Después una hora, el jardín principal estaba lleno de gente. La gran multitud cabía a la perfección, todos estaban de pie frente al mismo balcón donde el rey miraba la plaza principal. Algunas personas habían intentado subirse a los árboles para estar más cómodos, pero los guardias se encargaron de evitarlo y, como si sus vidas dependieran de ello, protegían las flores y arbustos de los pueblerinos quienes, impacientes, comenzaban a quejarse del trato de los guardias y caminaban hacia la salida, que era bloqueada por más escoltas. Cuarenta minutos después, el rey hizo su aparición en público desde el balcón. Había cambiado su traje morado por uno negro y una camisa púrpura. Detrás de él salio la reina Lily, acompañada por la sirvienta Luka y un hombre alto, de cabello castaño corto y lentes. Con una sonrisa se dirigió a la muchedumbre.

-Habitantes de esta ciudad, no, de este glorioso país. Seré breve en mis palabras, pero no en su significado ni valor.
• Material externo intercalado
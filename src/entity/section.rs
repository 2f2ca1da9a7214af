//! Section entity
//!
//! Table: att_section

use sea_orm::entity::prelude::*;
use serde::{Deserialize, Serialize};

#[derive(Clone, Debug, PartialEq, Eq, DeriveEntityModel, Serialize, Deserialize)]
#[sea_orm(table_name = "att_section")]
pub struct Model {
    #[sea_orm(primary_key)]
    pub id: i64,

    /// Section name (unique, e.g. "A")
    #[sea_orm(column_type = "String(Some(32))", unique)]
    pub name: String,
}

#[derive(Copy, Clone, Debug, EnumIter, DeriveRelation)]
pub enum Relation {}

impl ActiveModelBehavior for ActiveModel {}
use sea_orm::DatabaseConnection;
use std::sync::Arc;

use crate::config::Config;

/// Application state shared across handlers
#[derive(Clone)]
pub struct AppState {
    /// Database connection pool
    pub db: Arc<DatabaseConnection>,
    /// Application configuration
    pub config: Arc<Config>,
}

impl AppState {
    /// Create new application state
    pub fn new(db: DatabaseConnection, config: Config) -> Self {
        Self {
            db: Arc::new(db),
            config: Arc::new(config),
        }
    }
}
Como todos aquí sabemos, hemos estado en guerra con los países invasores desde ya hace mucho tiempo, pero el día de hoy pasara a la historia. Hace unas horas me fue informado que el valeroso ejercito comandado por el general Misawa Kurogane ha derrotado a las tropas enemigas en la provincia de Kasane, regresándole todo su territorio y esplendor a nuestro gran país.- Se escucharon los vítores del pueblo, fuera porque en verdad se regocijaban con la victoria del ejercito u obligados por los guardias del rey; cual quiera que fuese la razón, el sonido de las aclamaciones resultó ensordecedor. –Las tierras que nuestros padres nos heredaron, han sido recuperadas. Y las defenderemos de todo invasor con nuestra propia vida para que nunca más vuelvan a caer en sus sucias manos. Los sacrificios que todos hemos hecho, desde el campesino más modesto hasta el noble mas adinerado, han dado por fin frutos. Los soldados del valeroso ejército entraran como los héroes que son para ser recordados por siempre.- De nuevo se escucharon aclamaciones. –Celebren en grande esta noche. Desde ahora y por las épocas venideras, este día será celebrado para recordarnos el honor que nos fue recuperado y, a nuestros enemigos, que no deben intentar arrebatarnos lo nuestro.- La multitud se alzó de nuevo en una ovación al rey y proclamaban su nombre. El extendió los brazos y soltó una sonora carcajada. –Oh bueno, todos de rodillas.

Así lo hizo la muchedumbre. Todos se arrodillaron frente al rey al mismo tiempo, mientras los guardias presentaban sus armas. Gakupo miraba complacido la escena, sonreía ante la sensación de poder que le causaba ver al pueblo de rodillas frente a él. Se dio la vuelta.

-Hiyama- se dirigió al hombre de lentes- Prepara una nueva alza a los impuestos y varias invitaciones, tenemos que festejar la situación.

-Enseguida mi señor.

-¿Por qué no les informó de eso usted mismo?- le encaró Luka. –Apuesto que también se hubiesen puesto felices.

-Luka, tranquila por favor.- le dijo Lily.

-Tú nunca estarás de acuerdo conmigo, parece ser. Pero no me importa- respondió el rey- no espero que una simple criada entienda las estrategias de un gobernante.

Y sin decir otra palabra, el rey entró a la habitación seguido del señor Hiyama, mientras que, tanto reina y sirvienta, miraban a la multitud abandonar el jardín.